Learn more about the work of CMU's Biohybrid and Organic Robotics Group.
Transcript
00:00:08 In the biohybrid and an organic robotics group, we study bio-inspired, biodegradable, and biohybrid robotics. We have two key thrust areas, robots as models for biology and biology as materials for robots. First, we build highly biomimetic robots trying to make the robot match an animal model as close as possible so that we can use the robot to address questions about how the nervous system and the muscles coordinate complex behavior. In the second thrust, we're really interested in using farmable biologically derived materials to create more sustainable robots.
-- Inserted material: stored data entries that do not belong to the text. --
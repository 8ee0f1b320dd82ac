//! rra-incremental — the change-logging relation (C6), the transactional
//! database (C7), and the incremental differentiator (C8) of spec.md §4.2,
//! §4.3, §4.4.
//!
//! Grounded on the teacher's journal/transaction split
//! (`crates/storage/src/{journal,transaction}.rs`) and its dataflow
//! dependency indexing (`crates/incremental/src/dataflow/graph.rs`),
//! generalized from `TableId`-keyed rows to the arbitrary-identity leaf
//! relations this engine's algebra actually has.

mod change;
mod change_log;
mod database;
mod delta;
mod differentiate;

pub use change::Change;
pub use change_log::{replay, ChangeLoggingRelation, LogSnapshot, MutableRelation};
pub use database::{DatabaseSnapshot, TransactionGuard, TransactionalDatabase};
pub use delta::RelationChange;
pub use differentiate::{Derivative, Inconsistency};
//! rra-query — the query planner/runner (C9, spec.md §4's "executes a
//! relation (or a change delta) and streams resulting rows").
//!
//! This is deliberately thin: the restricted algebra `rra-algebra` defines
//! has no plan search to do. "Planning" here is hosting the one decision
//! point spec.md names — predicate pushdown, which `rra-algebra::Select`
//! already performs at construction time — plus the `QueryContext` that
//! tracks per-row errors without poisoning the rest of a batch (spec.md
//! §4.1 "a single error aborts iteration of that relation only").
//! Grounded on `crates/query/src/executor/runner.rs`'s execute-and-stream
//! shape, trimmed to this engine's operator set: no SQL AST, no
//! cost-based optimizer.

mod planner;
mod runner;

pub use planner::QueryContext;
pub use runner::{run, run_change, run_plan, QueryOutcome, QueryPlan, QueryResult, QueryTarget};
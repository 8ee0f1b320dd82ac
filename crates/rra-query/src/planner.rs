//! The planning surface of C9.
//!
//! For this engine's fixed algebra there is no plan search to perform —
//! every combinator already decides its own evaluation strategy at
//! construction time (`rra-algebra::Select`'s predicate-pushdown check
//! against a `StoredRelation`'s adapter, spec.md §4.1 last bullet). What
//! remains is bookkeeping shared across a batch of relation executions:
//! collecting per-row errors without letting one relation's failure abort
//! its siblings (spec.md §4.1).

use rra_core::Error;

/// Accumulates errors encountered while running one or more relations in
/// the same combined execution (spec.md §4.5 step 6), keeping them
/// separate from the rows that did stream successfully.
#[derive(Default)]
pub struct QueryContext {
    errors: Vec<Error>,
}

impl QueryContext {
    pub fn new() -> Self {
        QueryContext { errors: Vec::new() }
    }

    pub fn record_error(&mut self, err: Error) {
        self.errors.push(err);
    }

    pub fn errors(&self) -> &[Error] {
        &self.errors
    }

    pub fn has_errors(&self) -> bool {
        !self.errors.is_empty()
    }
}
//! The storage adapter contract (spec.md §6).
//!
//! An adapter is a persistent (or merely out-of-process) row store behind
//! a common contract. The engine core treats every adapter as an external
//! collaborator — this crate specifies the contract and ships two worked
//! reference adapters; a real SQLite adapter is explicitly out of scope
//! (spec.md §1).

use rra_core::{Attribute, Expr, Result, Row, Scheme, Value};
use std::sync::Arc;

/// A single row, or the error that aborted producing it. Per spec.md
/// §4.1, a single error aborts iteration of *that* relation only.
pub type AdapterRowIter<'a> = Box<dyn Iterator<Item = Result<Row>> + 'a>;

/// Contract every storage adapter satisfies (spec.md §6).
pub trait StorageAdapter {
    /// The scheme shared by every row this adapter produces.
    fn scheme(&self) -> &Arc<Scheme>;

    /// Streams rows. Stable order is not required.
    fn rows(&self) -> AdapterRowIter<'_>;

    /// Adds `row`. A duplicate of an existing row is a no-op that returns
    /// `Ok(0)`; a genuine insertion returns `Ok(1)`.
    fn add(&mut self, row: Row) -> Result<usize>;

    /// Deletes every row matching `predicate`. Returns the number removed.
    fn delete(&mut self, predicate: &Expr) -> Result<usize>;

    /// Overwrites the given attributes on every row matching `predicate`.
    /// Returns the number updated.
    fn update(&mut self, predicate: &Expr, new_values: &[(Attribute, Value)]) -> Result<usize>;

    /// If this adapter can evaluate `predicate` natively (e.g. push it
    /// down to an index or a `WHERE` clause), returns a row iterator over
    /// just the matching rows instead of requiring the caller to filter
    /// every row in memory. `rra-algebra`'s `select` combinator calls this
    /// before falling back to in-memory filtering (spec.md §4.1, last
    /// bullet).
    fn select_native(&self, _predicate: &Expr) -> Option<AdapterRowIter<'_>> {
        None
    }
}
In this work, we use techniques from tissue engineering to bioprint muscle-based actuators for robots, as well as plant-derived materials to create completely biodegradable robots for aquatic applications. The research in the biohybrid organic robotics group is helping us understand how animals are so adept at moving around and navigating in complex terrains,
00:01:07 and ultimately translating our understanding from those systems to build autonomous robots that are more environmentally friendly for deployment in sensitive ecosystems. Ultimately, our research helps contribute to our understanding of neuroscience, morphological computation, soft robotics, and sustainable engineering. One area that my lab is particularly interested in is robots for aquatic applications in sensitive ecosystems. When you deploy robots in these types of environments, safety is critical. Traditional rigid robots may damage local plant life or even risk harming small animals. In contrast, soft robotics provides a lot of inherent safety because of its natural compliance, it's squishiness. When we build these systems with soft actuators, we can address many of these safety issues. However, existing soft actuators are typically made of rubbers and plastics,
00:02:05 and so if the robot gets lost or damaged, these materials may contaminate that environment. To overcome these challenges, my group is currently collaborating with Dr. Adam Feinberg in the biomedical engineering department here at CMU in order to translate the fresh bioprinting platform towards soft robotics. Using fresh bioprinting with these seaweed-derived materials, we've been able to create actuators that bend, extend, and contract little tiny robotic grippers and even miniature robotic arms. Moving forward, we'll be looking to expand this technique to also be able to create pumps, electronics, and controllers using biodegradable materials. These types of actuators are even safely edible by marine invertebrates. And so this work is laying the foundation for future soft robots that can be made completely from farmable, sustainable materials, degrade naturally in the environment,
00:03:01 and provide minimal environmental impact when you deploy them in sensitive ecosystems. Some of the key challenges in biomimetic and biohybrid robotics right now are really in the area of actuators and materials. When we're building biomimetic robots, we build those systems using synthetic materials for the actuators, but we're trying to get those actuators to behave like natural muscle, and the mechanics and dynamics just don't match. When we build biohybrid robots, we can use the muscle directly, and so we get all those great dynamical properties for free, essentially. There's a clear need for support systems and packaging so that those actuators can actually be deployed on robotic systems. Our research is advancing our understanding of how animal neuromuscular systems work, translating these findings to build better soft robots and moving us towards a future of farmable sustainable robotic systems.